#### What you need to do:
What lines of the data below hold "scope"? Show them.

#### Input data:
= = =
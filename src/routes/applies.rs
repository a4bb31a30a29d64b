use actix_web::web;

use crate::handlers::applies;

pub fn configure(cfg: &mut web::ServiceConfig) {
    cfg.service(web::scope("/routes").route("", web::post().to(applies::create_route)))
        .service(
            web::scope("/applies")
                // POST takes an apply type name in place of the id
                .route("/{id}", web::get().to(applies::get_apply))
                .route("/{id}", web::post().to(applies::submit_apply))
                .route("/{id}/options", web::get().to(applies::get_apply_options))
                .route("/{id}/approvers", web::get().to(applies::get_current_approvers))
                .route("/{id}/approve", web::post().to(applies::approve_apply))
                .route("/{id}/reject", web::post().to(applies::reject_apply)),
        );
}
= = =
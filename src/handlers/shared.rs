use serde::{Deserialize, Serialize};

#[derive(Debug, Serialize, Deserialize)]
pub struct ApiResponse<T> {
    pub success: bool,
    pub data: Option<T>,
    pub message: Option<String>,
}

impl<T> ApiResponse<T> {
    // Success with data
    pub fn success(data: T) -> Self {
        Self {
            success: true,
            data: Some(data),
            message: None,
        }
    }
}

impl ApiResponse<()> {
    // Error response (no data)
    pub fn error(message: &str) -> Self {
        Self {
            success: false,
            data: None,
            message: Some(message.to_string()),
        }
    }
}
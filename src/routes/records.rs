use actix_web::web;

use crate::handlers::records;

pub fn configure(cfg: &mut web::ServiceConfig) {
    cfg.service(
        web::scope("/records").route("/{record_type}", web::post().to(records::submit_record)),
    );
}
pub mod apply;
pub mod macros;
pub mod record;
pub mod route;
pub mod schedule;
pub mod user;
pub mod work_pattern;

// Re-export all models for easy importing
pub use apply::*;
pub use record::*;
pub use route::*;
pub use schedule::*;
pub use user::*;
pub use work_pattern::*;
= = =
#### Response to the exercise:
    cfg.service(web::scope("/routes").route("", web::post().to(applies::create_route)))
            web::scope("/applies")
        web::scope("/records").route("/{record_type}", web::post().to(records::submit_record)),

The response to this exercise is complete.